落語立川流は故・立川談志が1983年に創設した団体だ。落語界初の上納金制度(現在は廃止)、前座から二つ目への昇進に落語50席(真打ちは100席)に歌舞音曲の習熟という明確な基準を設けて明文化するなど、他の団体にはない要素を打ち出したが、談志の厳しい方針は多くの脱落者をも生み出した。
ここに2人の立川流真打がいる。
立川生志。前座名、笑志。1988年入門、1997年二つ目昇進、2008年真打昇進。
立川談慶。前座名、ワコール。1991年入門、2000年二つ目昇進、2005年真打昇進。
2013年にはそれぞれが、生志『ひとりブタ 談志と生きた二十五年』、談慶『大事なことはすべて立川談志【ししょう】に教わった』という初の著書を刊行した。生志20年、談慶14年。両人ともに会社勤めを経験してからの入門である。長い修業期間に2人が師匠・談志とどう接してきたのか。一門にしかわからない立川流の素顔を対談でお伝えする。
(収録:新宿Biri-Biri酒場)
■計算が狂った前座時代
立川生志は、入門当初から将来を嘱望されたホープだった。にもかかわらず二つ目昇進まで長い時間がかかっている。『ひとりブタ』によれば、実は入門3年目に弟弟子の立川雲水(前座名、志雲。現・真打)とともに二つ目昇進を認められたことがあったのである。しかし直後に昇進の条件となっている歌舞音曲ができていないという理由でご破算になった。
生志 そのころは歌舞音曲に関しては結構アバウトな基準だったんです。でも、3年目に「二つ目になっていいよ」と言われた翌日に談志の前で試しに太鼓を叩いたら、「やっぱりだめだ」って言われたんですよ。解放されたと思った瞬間にまた逮捕みたいな(笑)。そのショックから立ち直るのに時間はかかりました。だんだんそのことが原因で師匠と距離ができてしまった。
───生志さんは前座のうちからいろいろな落語会に出られています。若手の登竜門である「にっかん飛切落語会」の常連でもありましたね。

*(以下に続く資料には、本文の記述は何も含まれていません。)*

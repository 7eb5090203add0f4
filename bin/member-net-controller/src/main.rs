use std::sync::Arc;

use anyhow::Result;
use fleet_net_api::{
    EndpointSliceExport, EndpointSliceImport, InternalMemberCluster, InternalServiceExport,
    InternalServiceImport, MultiClusterService, ServiceExport, ServiceImport,
};
use fleet_net_core::controller::object_ref;
use fleet_net_core::objectmeta::{
    label, MULTI_CLUSTER_SERVICE_NAMESPACE_LABEL, MULTI_CLUSTER_SERVICE_NAME_LABEL, SERVICE_NAME_LABEL,
};
use fleet_net_core::{run_controller, serve_metrics, FleetMetrics, KubeStore, MemberAgentConfig, ObjectKey};
use k8s_openapi::api::core::v1::Service;
use k8s_openapi::api::discovery::v1::EndpointSlice;
use kube::config::KubeConfigOptions;
use kube::{Api, Client, ResourceExt};
use kube_runtime::reflector::ObjectRef;
use kube_runtime::{watcher, Controller};
use tracing::{error, info};
use tracing_subscriber::EnvFilter;

mod context;
mod endpoint_slice_controller;
mod endpoint_slice_export_controller;
mod endpoint_slice_import_controller;
mod internal_member_cluster_controller;
mod internal_service_export_controller;
mod internal_service_import_controller;
mod multi_cluster_service_controller;
mod service_export_controller;
mod service_import_controller;

#[cfg(test)]
mod testing;

use context::MemberContext;
use endpoint_slice_controller::EndpointSliceReconciler;
use endpoint_slice_export_controller::EndpointSliceExportReconciler;
use endpoint_slice_import_controller::EndpointSliceImportReconciler;
use internal_member_cluster_controller::InternalMemberClusterReconciler;
use internal_service_export_controller::InternalServiceExportReconciler;
use internal_service_import_controller::InternalServiceImportReconciler;
use multi_cluster_service_controller::MultiClusterServiceReconciler;
use service_export_controller::{internal_service_export_name, ServiceExportReconciler};
use service_import_controller::{internal_service_import_name, ServiceImportReconciler};

fn init_tracing(json: bool) {
    let filter = EnvFilter::try_from_default_env().unwrap_or_else(|_| EnvFilter::new("info"));
    let builder = tracing_subscriber::fmt().with_env_filter(filter);
    if json {
        builder.json().init();
    } else {
        builder.init();
    }
}

/// Client for the hub cluster, from a named kubeconfig context when one is configured.
async fn hub_client(config: &MemberAgentConfig) -> Result<Client> {
    let Some(context) = config.hub_kubeconfig_context.clone() else {
        return Ok(Client::try_default().await?);
    };
    let options = KubeConfigOptions {
        context: Some(context),
        ..Default::default()
    };
    let kube_config = kube::Config::from_kubeconfig(&options).await?;
    Ok(Client::try_from(kube_config)?)
}

#[tokio::main]
async fn main() -> Result<()> {
    let config = MemberAgentConfig::from_env()?;
    init_tracing(config.log_json);

    info!(
        member_cluster = %config.member_cluster_id,
        hub_namespace = %config.hub_namespace,
        "Starting member-net-controller..."
    );

    let member_client = Client::try_default().await?;
    let hub_client = hub_client(&config).await?;
    let metrics = FleetMetrics::new()?;
    let ctx = Arc::new(MemberContext::new(
        Arc::new(KubeStore::new(member_client.clone())),
        Arc::new(KubeStore::new(hub_client.clone())),
        &config,
        metrics.clone(),
    ));

    let metrics_addr = config.metrics_addr;
    tokio::spawn(async move {
        if let Err(e) = serve_metrics(metrics_addr, metrics).await {
            error!(error = %e, "Metrics server error");
        }
    });

    let resync = config.resync_period;
    let hub_namespace = config.hub_namespace.clone();
    let watch = watcher::Config::default;

    // ServiceExport, re-triggered by changes of the Service it exports
    let service_exports = Controller::new(Api::<ServiceExport>::all(member_client.clone()), watch())
        .watches(Api::<Service>::all(member_client.clone()), watch(), |service| {
            Some(object_ref::<ServiceExport>(&ObjectKey::of(&service)))
        });

    // EndpointSlice, re-triggered for every slice of a Service whose export changes
    let endpoint_slices = Controller::new(Api::<EndpointSlice>::all(member_client.clone()), watch());
    let slice_store = endpoint_slices.store();
    let endpoint_slices = endpoint_slices.watches(
        Api::<ServiceExport>::all(member_client.clone()),
        watch(),
        move |export| {
            let namespace = export.namespace();
            let name = export.name_any();
            slice_store
                .state()
                .into_iter()
                .filter(|slice| {
                    slice.namespace() == namespace && label(slice.as_ref(), SERVICE_NAME_LABEL) == Some(name.as_str())
                })
                .map(|slice| ObjectRef::from_obj(slice.as_ref()))
                .collect::<Vec<_>>()
        },
    );

    let endpoint_slice_exports = Controller::new(
        Api::<EndpointSliceExport>::namespaced(hub_client.clone(), &hub_namespace),
        watch(),
    );

    let endpoint_slice_imports = Controller::new(
        Api::<EndpointSliceImport>::namespaced(hub_client.clone(), &hub_namespace),
        watch(),
    );

    let service_imports = Controller::new(Api::<ServiceImport>::all(member_client.clone()), watch());

    // hub mirrors, re-triggered by changes of their member source
    let ise_namespace = hub_namespace.clone();
    let internal_service_exports = Controller::new(
        Api::<InternalServiceExport>::namespaced(hub_client.clone(), &hub_namespace),
        watch(),
    )
    .watches(Api::<ServiceExport>::all(member_client.clone()), watch(), move |export| {
        let name = internal_service_export_name(&export.namespace().unwrap_or_default(), &export.name_any());
        Some(object_ref::<InternalServiceExport>(&ObjectKey::new(ise_namespace.clone(), name)))
    });

    let isi_namespace = hub_namespace.clone();
    let internal_service_imports = Controller::new(
        Api::<InternalServiceImport>::namespaced(hub_client.clone(), &hub_namespace),
        watch(),
    )
    .watches(Api::<ServiceImport>::all(member_client.clone()), watch(), move |import| {
        let name = internal_service_import_name(&import.namespace().unwrap_or_default(), &import.name_any());
        Some(object_ref::<InternalServiceImport>(&ObjectKey::new(isi_namespace.clone(), name)))
    });

    // MultiClusterService, re-triggered by its ServiceImport and by its derived Service
    let multi_cluster_services = Controller::new(Api::<MultiClusterService>::all(member_client.clone()), watch())
        .owns(Api::<ServiceImport>::all(member_client.clone()), watch())
        .watches(
            Api::<Service>::namespaced(member_client.clone(), &config.fleet_system_namespace),
            watch(),
            |service| {
                let name = label(&service, MULTI_CLUSTER_SERVICE_NAME_LABEL)?;
                let namespace = label(&service, MULTI_CLUSTER_SERVICE_NAMESPACE_LABEL)?;
                Some(object_ref::<MultiClusterService>(&ObjectKey::new(namespace, name)))
            },
        );

    let internal_member_clusters = Controller::new(
        Api::<InternalMemberCluster>::namespaced(hub_client.clone(), &hub_namespace),
        watch(),
    );

    tokio::join!(
        run_controller(service_exports, Arc::new(ServiceExportReconciler::new(ctx.clone())), resync),
        run_controller(endpoint_slices, Arc::new(EndpointSliceReconciler::new(ctx.clone())), resync),
        run_controller(
            endpoint_slice_exports,
            Arc::new(EndpointSliceExportReconciler::new(ctx.clone())),
            resync,
        ),
        run_controller(
            endpoint_slice_imports,
            Arc::new(EndpointSliceImportReconciler::new(ctx.clone())),
            resync,
        ),
        run_controller(service_imports, Arc::new(ServiceImportReconciler::new(ctx.clone())), resync),
        run_controller(
            internal_service_exports,
            Arc::new(InternalServiceExportReconciler::new(ctx.clone())),
            resync,
        ),
        run_controller(
            internal_service_imports,
            Arc::new(InternalServiceImportReconciler::new(ctx.clone())),
            resync,
        ),
        run_controller(
            multi_cluster_services,
            Arc::new(MultiClusterServiceReconciler::new(ctx.clone())),
            resync,
        ),
        run_controller(
            internal_member_clusters,
            Arc::new(InternalMemberClusterReconciler::new(ctx.clone())),
            resync,
        ),
    );

    info!("Shutdown signal received, exiting...");
    Ok(())
}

生志 キャリアの長さではもう二つ目で、周りもみんなすぐになれるだろうって思ってたんですよ。TBSラジオでオーディションを受けたときも「二つ目にもうすぐなるんでしょ?」って言われて採用してもらった。レギュラーを4年半やって二つ目になったとたんに番組が終わったんですが(笑)。そういう意味では他の人とはちがう前座時代だったと思います。